Shim Suk-hee says abusive coach raped herTwo-time Olympic gold medalist Shim Suk-hee has accused her former coach - already convicted and jailed for physically abusing her - of rape, her lawyer said Tuesday.
“Shim Suk-hee revealed that not only was she physically assaulted, she was also raped by her former coach Cho Jae-beom,” Shim’s law firm Shin & Kim said in a statement. “After much consideration, Shim decided to file an additional complaint against Cho.”
Shim decided to file the second complaint after receiving a letter from a fan saying how inspired she was by Shim’s performance at the Olympics despite the terrible incidents she had been through.
“Since she thought that there shouldn’t be any more victims in the future, she took the courage to reveal this case with the help of her family and close acquaintances,” said the Shin & Kim statement.
The law firm added that Shim had been hesitant to speak up over the past four years since she was afraid the incident would affect her career. Cho is accused of using his authority as a coach to threaten Shim and ensure her silence.
“This is a grave crime that our society should not overlook,” Shim’s lawyer Im Sang-hyeok told AFP. “Shim kept it all to herself in fear of the potential stigma she could face as a woman and [the] impact on her family, as well as reprisals by Cho”.
Cho worked as Shim’s coach since she was in elementary school. In January 2018, a month before the PyeongChang Olympics, Cho physically assaulted Shim at the National Training Centre in North Chungcheong.
The incident, which left Shim hospitalized, revealed Cho’s continued physical abuse of Shim and three other elite skaters.
Cho received a lifetime ban from the Korea Skating Union that month, but little was done to stop him working. Before he appeared at the Gyeonggi Nambu Provincial Police Agency in Suwon in June, Cho was reportedly a coach in China.
In September, 2018, Cho was given a 10-month prison term for physically assaulting Shim and three other skaters, between 2011 and January 2018. The sentence was handed down before the rape accusations were revealed.
Cho appealed the decision and Shim was forced to testify against him in court on Dec. 17. The final hearing on Cho’s appeal will be held on Jan. 14. Shim accused Cho of rape after her Dec. 17 court appearance.
“Using his authority as coach, he physically assaulted and raped her over four years,” said the statement from Shin & Kim. “Rape occurred at Korea National Sport University’s locker room for coaches, Taereung Indoor Ice Rink and Jincheon National Training Centre ice rink locker rooms.”

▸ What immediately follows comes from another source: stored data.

#[cfg(test)]
mod tests {
    use std::time::Duration;

    use parking_lot::Mutex;

    use super::*;
    use crate::decode::DecodeError;
    use crate::transport::{Gate, ScriptedResponse, ScriptedTransport};

    fn descriptor() -> RequestDescriptor {
        RequestDescriptor::post_json("http://chat.test/api/chat", &serde_json::json!({"question": "hi"}))
            .unwrap()
    }

    fn consumer_with(responses: Vec<ScriptedResponse>) -> StreamConsumer {
        StreamConsumer::new(Arc::new(ScriptedTransport::new(responses)))
    }

    fn record(consumer: &StreamConsumer) -> (Arc<Mutex<Vec<StreamState>>>, Subscription) {
        let seen = Arc::new(Mutex::new(Vec::new()));
        let sink = seen.clone();
        let sub = consumer.subscribe(move |state| sink.lock().push(state.clone()));
        (seen, sub)
    }

    #[tokio::test]
    async fn test_hello_scenario_publishes_every_prefix() {
        let consumer = consumer_with(vec![ScriptedResponse::chunks(["Hel", "lo", "!"])]);
        let (seen, _sub) = record(&consumer);

        let text = consumer.request(descriptor()).await.unwrap();
        assert_eq!(text, "Hello!");

        // First entry is the replay of the idle state on subscribe.
        assert_eq!(
            *seen.lock(),
            vec![
                StreamState::new(false, ""),
                StreamState::new(true, ""),
                StreamState::new(true, "Hel"),
                StreamState::new(true, "Hello"),
                StreamState::new(true, "Hello!"),
                StreamState::new(false, "Hello!"),
            ]
        );
        assert!(!consumer.is_busy());
    }

    #[tokio::test]
    async fn test_resolved_value_is_concatenation() {
        let chunks = ["The ", "quick ", "brown ", "", "fox", " 🦊"];
        let consumer = consumer_with(vec![ScriptedResponse::chunks(chunks)]);

        let text = consumer.request(descriptor()).await.unwrap();
        assert_eq!(text, chunks.concat());
        assert_eq!(consumer.state(), StreamState::new(false, chunks.concat()));
    }

    #[test]
    fn test_loading_is_set_before_first_poll() {
        let gate = Gate::new();
        let consumer = consumer_with(vec![ScriptedResponse::chunks(["x"]).then_wait(&gate)]);

        let pending = consumer.request(descriptor());
        assert_eq!(consumer.state(), StreamState::new(true, ""));
        assert!(consumer.is_busy());

        drop(pending);
        assert_eq!(consumer.state(), StreamState::new(false, ""));
        assert!(!consumer.is_busy());
    }

    #[tokio::test]
    async fn test_late_subscriber_gets_current_prefix() {
        let gate = Gate::new();
        let consumer = consumer_with(vec![
            ScriptedResponse::chunks(["a", "b"])
                .then_wait(&gate)
                .then_chunk("c"),
        ]);
        let mut updates = consumer.subscribe_channel();

        let request = consumer.request(descriptor());
        let observer = async {
            while let Some(state) = updates.recv().await {
                if state.text == "ab" {
                    break;
                }
            }
            let (late, _sub) = record(&consumer);
            assert_eq!(*late.lock(), vec![StreamState::new(true, "ab")]);
            gate.release();
        };

        let (result, ()) = tokio::join!(request, observer);
        assert_eq!(result.unwrap(), "abc");
    }

    #[tokio::test]
    async fn test_failure_after_chunks_keeps_partial_text() {
        let consumer = consumer_with(vec![
            ScriptedResponse::chunks(["c1", "c2"]).then_fail("connection reset"),
        ]);
        let (seen, _sub) = record(&consumer);

        let error = consumer.request(descriptor()).await.unwrap_err();
        assert_eq!(
            error,
            StreamError::transport(Some(200), "connection reset")
        );
        assert_eq!(seen.lock().last(), Some(&StreamState::new(false, "c1c2")));
    }

    #[tokio::test]
    async fn test_concurrent_request_is_rejected() {
        let gate = Gate::new();
        let consumer = consumer_with(vec![
            ScriptedResponse::chunks(["Hel"]).then_wait(&gate).then_chunk("lo"),
            ScriptedResponse::chunks(["never"]),
        ]);
        let mut updates = consumer.subscribe_channel();

        let first = consumer.request(descriptor());
        let second = async {
            while let Some(state) = updates.recv().await {
                if state.text == "Hel" {
                    break;
                }
            }
            let rejected = consumer.request(descriptor()).await;
            assert_eq!(consumer.state(), StreamState::new(true, "Hel"));
            gate.release();
            rejected
        };

        let (first, second) = tokio::join!(first, second);
        assert_eq!(second, Err(StreamError::ConcurrentRequest));
        assert_eq!(first.unwrap(), "Hello");
    }

    #[tokio::test]
    async fn test_next_request_resets_text() {
        let consumer = consumer_with(vec![
            ScriptedResponse::chunks(["first"]),
            ScriptedResponse::chunks(["second"]),
        ]);

        consumer.request(descriptor()).await.unwrap();
        assert_eq!(consumer.state(), StreamState::new(false, "first"));

        let (seen, _sub) = record(&consumer);
        consumer.request(descriptor()).await.unwrap();
        assert_eq!(
            *seen.lock(),
            vec![
                StreamState::new(false, "first"),
                StreamState::new(true, ""),
                StreamState::new(true, "second"),
                StreamState::new(false, "second"),
            ]
        );
    }

    #[tokio::test]
    async fn test_error_status_uses_json_error_field() {
        let consumer = consumer_with(vec![ScriptedResponse::status(
            502,
            r#"{"error":"language model unavailable"}"#,
        )]);

        let error = consumer.request(descriptor()).await.unwrap_err();
        assert_eq!(
            error,
            StreamError::transport(Some(502), "language model unavailable")
        );
        assert_eq!(consumer.state(), StreamState::new(false, ""));
    }

    #[tokio::test]
    async fn test_error_status_with_plain_body_is_truncated() {
        let body = "x".repeat(MAX_ERROR_BODY + 10);
        let consumer = consumer_with(vec![ScriptedResponse::status(500, body)]);

        let error = consumer.request(descriptor()).await.unwrap_err();
        let StreamError::Transport { status, message } = error else {
            panic!("expected transport error");
        };
        assert_eq!(status, Some(500));
        assert!(message.ends_with("... [truncated]"));
        assert_eq!(message.len(), MAX_ERROR_BODY + "... [truncated]".len());
    }

    #[tokio::test]
    async fn test_connect_error_is_transport_error() {
        let consumer = consumer_with(vec![ScriptedResponse::connect_error("dns failure")]);

        let error = consumer.request(descriptor()).await.unwrap_err();
        assert_eq!(error, StreamError::transport(None, "dns failure"));
        assert!(!consumer.state().loading);
    }

    #[tokio::test]
    async fn test_invalid_utf8_fails_stream() {
        let consumer = consumer_with(vec![
            ScriptedResponse::chunks(["ok "]).then_bytes(vec![0xff, 0xfe]),
        ]);

        let error = consumer.request(descriptor()).await.unwrap_err();
        assert_eq!(
            error,
            StreamError::Decode(DecodeError::InvalidUtf8 { offset: 3 })
        );
        assert_eq!(consumer.state(), StreamState::new(false, "ok "));
    }

    #[tokio::test]
    async fn test_split_character_is_published_once_complete() {
        let crab = "🦀".as_bytes().to_vec();
        let consumer = consumer_with(vec![
            ScriptedResponse::chunks(["hi "])
                .then_bytes(crab[..2].to_vec())
                .then_bytes(crab[2..].to_vec()),
        ]);
        let (seen, _sub) = record(&consumer);

        assert_eq!(consumer.request(descriptor()).await.unwrap(), "hi 🦀");
        let texts: Vec<String> = seen.lock().iter().map(|s| s.text.clone()).collect();
        assert_eq!(texts, vec!["", "", "hi ", "hi 🦀", "hi 🦀"]);
    }

    #[tokio::test]
    async fn test_caller_timeout_releases_consumer() {
        let gate = Gate::new();
        let consumer = consumer_with(vec![
            ScriptedResponse::chunks(["slow"]).then_wait(&gate),
            ScriptedResponse::chunks(["fast"]),
        ]);

        let timed_out =
            tokio::time::timeout(Duration::from_millis(20), consumer.request(descriptor())).await;
        assert!(timed_out.is_err());
        assert_eq!(consumer.state(), StreamState::new(false, "slow"));

        assert_eq!(consumer.request(descriptor()).await.unwrap(), "fast");
    }

    #[tokio::test]
    async fn test_endless_error_body_is_bounded() {
        let gate = Gate::new();
        let mut response = ScriptedResponse::status(503, "y".repeat(1024));
        for _ in 0..8 {
            response = response.then_chunk("y".repeat(1024));
        }
        // Never released: the body does not end on its own.
        let consumer = consumer_with(vec![response.then_wait(&gate)]);

        let error = tokio::time::timeout(Duration::from_secs(5), consumer.request(descriptor()))
            .await
            .expect("request should settle without reading the whole body")
            .unwrap_err();
        let StreamError::Transport { status, message } = error else {
            panic!("expected transport error");
        };
        assert_eq!(status, Some(503));
        assert_eq!(message.len(), MAX_ERROR_BODY + "... [truncated]".len());
        assert!(!consumer.is_busy());
    }

    #[tokio::test]
    async fn test_settle_observer_can_start_next_request() {
        let consumer = Arc::new(consumer_with(vec![ScriptedResponse::chunks(["done"])]));
        let armed = Arc::new(AtomicBool::new(true));
        let observed = Arc::new(Mutex::new(None));

        let observer = consumer.clone();
        let sink = observed.clone();
        let _sub = consumer.subscribe(move |state| {
            if state.loading || state.text.is_empty() || !armed.swap(false, Ordering::AcqRel) {
                return;
            }
            let busy_at_settle = observer.is_busy();
            let next = observer.request(descriptor());
            let started = observer.state().loading;
            drop(next);
            *sink.lock() = Some((busy_at_settle, started));
        });

        assert_eq!(consumer.request(descriptor()).await.unwrap(), "done");
        assert_eq!(*observed.lock(), Some((false, true)));
        assert!(!consumer.is_busy());
    }
}
//! Transport seam between the stream consumer and the network.

mod http;
#[cfg(any(test, feature = "test-utils"))]
mod scripted;

use std::pin::Pin;

use async_trait::async_trait;
use bytes::Bytes;
use futures::Stream;
use reqwest::Method;
use serde::Serialize;

use crate::error::{Result, StreamError};

pub use http::{DISABLE_SYSTEM_PROXY_ENV, HttpTransport, build_http_client, direct_http_client};
#[cfg(any(test, feature = "test-utils"))]
pub use scripted::{Gate, ScriptStep, ScriptedResponse, ScriptedTransport};

/// Response body as delivered by the transport, one chunk at a time.
pub type ByteStream = Pin<Box<dyn Stream<Item = std::result::Result<Bytes, String>> + Send>>;

/// A fully-formed HTTP request.
#[derive(Debug, Clone)]
pub struct RequestDescriptor {
    pub method: Method,
    pub url: String,
    pub headers: Vec<(String, String)>,
    pub body: Option<Vec<u8>>,
}

impl RequestDescriptor {
    pub fn new(method: Method, url: impl Into<String>) -> Self {
        Self {
            method,
            url: url.into(),
            headers: Vec::new(),
            body: None,
        }
    }

    /// `POST url` with `body` serialized as JSON.
    pub fn post_json<T: Serialize + ?Sized>(url: impl Into<String>, body: &T) -> Result<Self> {
        let body =
            serde_json::to_vec(body).map_err(|e| StreamError::InvalidRequest(e.to_string()))?;
        Ok(Self::new(Method::POST, url)
            .with_header("content-type", "application/json")
            .with_body(body))
    }

    pub fn with_header(mut self, name: impl Into<String>, value: impl Into<String>) -> Self {
        self.headers.push((name.into(), value.into()));
        self
    }

    pub fn with_body(mut self, body: impl Into<Vec<u8>>) -> Self {
        self.body = Some(body.into());
        self
    }
}

/// Status line plus a still-unread body.
pub struct TransportResponse {
    pub status: u16,
    pub body: ByteStream,
}

impl TransportResponse {
    pub fn is_success(&self) -> bool {
        (200..300).contains(&self.status)
    }
}

impl std::fmt::Debug for TransportResponse {
    fn fmt(&self, f: &mut std::fmt::Formatter<'_>) -> std::fmt::Result {
        f.debug_struct("TransportResponse")
            .field("status", &self.status)
            .finish_non_exhaustive()
    }
}

/// Issues a request and hands back the response as soon as headers arrive.
#[async_trait]
pub trait Transport: Send + Sync {
    async fn send(&self, request: RequestDescriptor) -> Result<TransportResponse>;
}

#[cfg(test)]
mod tests {
    use super::*;

    #[test]
    fn test_post_json_descriptor() {
        let descriptor =
            RequestDescriptor::post_json("http://localhost/api/chat", &serde_json::json!({"q": 1}))
                .unwrap()
                .with_header("authorization", "Bearer t");

        assert_eq!(descriptor.method, Method::POST);
        assert_eq!(descriptor.body.as_deref(), Some(br#"{"q":1}"#.as_slice()));
        assert_eq!(
            descriptor.headers,
            vec![
                ("content-type".to_string(), "application/json".to_string()),
                ("authorization".to_string(), "Bearer t".to_string()),
            ]
        );
    }
}
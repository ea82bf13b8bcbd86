//! Error types for the client

use thiserror::Error;

use crate::decode::DecodeError;

/// Ways a streamed request can fail. None of them are retried internally.
#[derive(Error, Debug, Clone, PartialEq)]
pub enum StreamError {
    /// `request` was called while a previous request was still in flight.
    #[error("a request is already in flight")]
    ConcurrentRequest,

    /// Network failure or non-success HTTP status.
    #[error("{}", transport_message(.status, .message))]
    Transport {
        status: Option<u16>,
        message: String,
    },

    /// A chunk was not valid UTF-8.
    #[error("failed to decode response: {0}")]
    Decode(#[from] DecodeError),

    /// The request descriptor could not be built (e.g. body serialization).
    #[error("invalid request: {0}")]
    InvalidRequest(String),
}

fn transport_message(status: &Option<u16>, message: &str) -> String {
    match status {
        Some(status) => format!("transport error (HTTP {status}): {message}"),
        None => format!("transport error: {message}"),
    }
}

impl StreamError {
    pub fn transport(status: Option<u16>, message: impl Into<String>) -> Self {
        Self::Transport {
            status,
            message: message.into(),
        }
    }

    /// HTTP status carried by a transport error, if the server answered at all.
    pub fn status(&self) -> Option<u16> {
        match self {
            Self::Transport { status, .. } => *status,
            _ => None,
        }
    }
}

impl From<reqwest::Error> for StreamError {
    fn from(error: reqwest::Error) -> Self {
        Self::Transport {
            status: error.status().map(|status| status.as_u16()),
            message: error.to_string(),
        }
    }
}

/// Result type alias for client operations
pub type Result<T> = std::result::Result<T, StreamError>;

#[cfg(test)]
mod tests {
    use super::*;

    #[test]
    fn test_transport_display() {
        let with_status = StreamError::transport(Some(502), "upstream failed");
        assert_eq!(
            with_status.to_string(),
            "transport error (HTTP 502): upstream failed"
        );
        assert_eq!(with_status.status(), Some(502));

        let without = StreamError::transport(None, "connection reset");
        assert_eq!(without.to_string(), "transport error: connection reset");
        assert_eq!(without.status(), None);
    }
}
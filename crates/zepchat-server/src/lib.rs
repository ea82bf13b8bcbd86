//! ZepChat server
//!
//! Serves the streaming chat endpoint: retrieve related documents from a Zep
//! collection, then stream an answer from an OpenAI-compatible model as
//! `text/plain`.

pub mod answer;
pub mod api;
pub mod config;
pub mod error;
pub mod llm;
pub mod zep;

use axum::{
    Json, Router,
    http::{Method, header},
    routing::{get, post},
};
use tower_http::cors::CorsLayer;
use zepchat_contracts::CHAT_PATH;

pub use answer::{AnswerSource, RetrievalChain};
pub use api::AppState;
pub use config::ServerConfig;
pub use error::{Result, ServerError};

#[derive(serde::Serialize)]
struct Health {
    status: String,
}

async fn health() -> Json<Health> {
    Json(Health {
        status: "ok".to_string(),
    })
}

/// Build the HTTP router.
pub fn router(state: AppState) -> Router {
    // The chat widget is served from another origin.
    let cors = CorsLayer::new()
        .allow_origin(tower_http::cors::Any)
        .allow_methods([Method::GET, Method::POST, Method::OPTIONS])
        .allow_headers([header::CONTENT_TYPE, header::AUTHORIZATION]);

    Router::new()
        .route("/health", get(health))
        .route(CHAT_PATH, post(api::chat::chat))
        .layer(cors)
        .with_state(state)
}
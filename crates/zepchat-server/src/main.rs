use std::sync::Arc;

use anyhow::Context;
use zepchat_server::{AppState, RetrievalChain, ServerConfig, router};

#[tokio::main]
async fn main() -> anyhow::Result<()> {
    // Initialize tracing logger
    tracing_subscriber::fmt()
        .with_env_filter(
            tracing_subscriber::EnvFilter::try_from_default_env()
                .unwrap_or_else(|_| "info,zepchat_server=debug".into()),
        )
        .with_target(false)
        .with_thread_ids(true)
        .with_line_number(true)
        .init();

    tracing::info!("Starting ZepChat server");

    let config = ServerConfig::load()?;
    match &config.zep {
        Some(zep) => tracing::info!(url = %zep.url, collection = %zep.collection, "Retrieval enabled"),
        None => tracing::warn!("ZEP_API_URL not configured, answering without retrieval"),
    }

    let state = AppState::new(Arc::new(RetrievalChain::from_config(&config)));
    let app = router(state);

    let addr = config.bind_addr();
    let listener = tokio::net::TcpListener::bind(&addr)
        .await
        .with_context(|| format!("Failed to bind to {addr}"))?;

    tracing::info!("ZepChat running on http://{}", addr);

    axum::serve(listener, app)
        .await
        .context("Failed to start server")
}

Shim also stated that it continued before and after the international events, when the athletes started concentrated training.
“Over the time, Shim had been agonizing [about the rape] without being able to tell her family about it,” said the statement. “When she saw Cho appealing at the court, Shim Suk-hee suffered even more.”
Police are examining Cho’s cellphone and tablet PC. Cho’s attorney denies the rape allegation.
Shim is one of the biggest short track speed skating stars in the world, with two gold Olympic medals, one silver and a bronze.
At the recent PyeongChang Winter Olympics, which was only weeks after Shim was hospitalized after being assaulted, Shim led the Korean women’s short track team to win their second straight gold medal in the women’s 3,000-meter relay.
Shim is currently training at Jincheon National Training Centre.
Following the case, the Sports Ministry announced new measures regarding rape on Wednesday morning. Vice Sports Minister Roh Tae-kang apologized and announced new policies related to sexual assault and sex offenders.
“We apologize to athletes, their families and people in Korea for not preventing such an incident and failing to protect athletes,” Roh was quoted as saying on Yonhap. “It proved that our current system and measures were not effective. We will overhaul and review all existing rules from the start.”
Roh announced that the Sports Ministry will strengthen their measures. Under the current discipline code, only those who committed rape or other types of sexual assault are permanently banned. The ministry said those who are convicted of severe sexual harassment and abuse can now also be banned.
“We’ll be making our measures from a regular citizen’s point of view, not from the sports community’s view,” Roh was quoted as saying.
“I’ve emphasized this many times, but some irregularities have become customary in the sports community, so this cleaning process may take a long time.”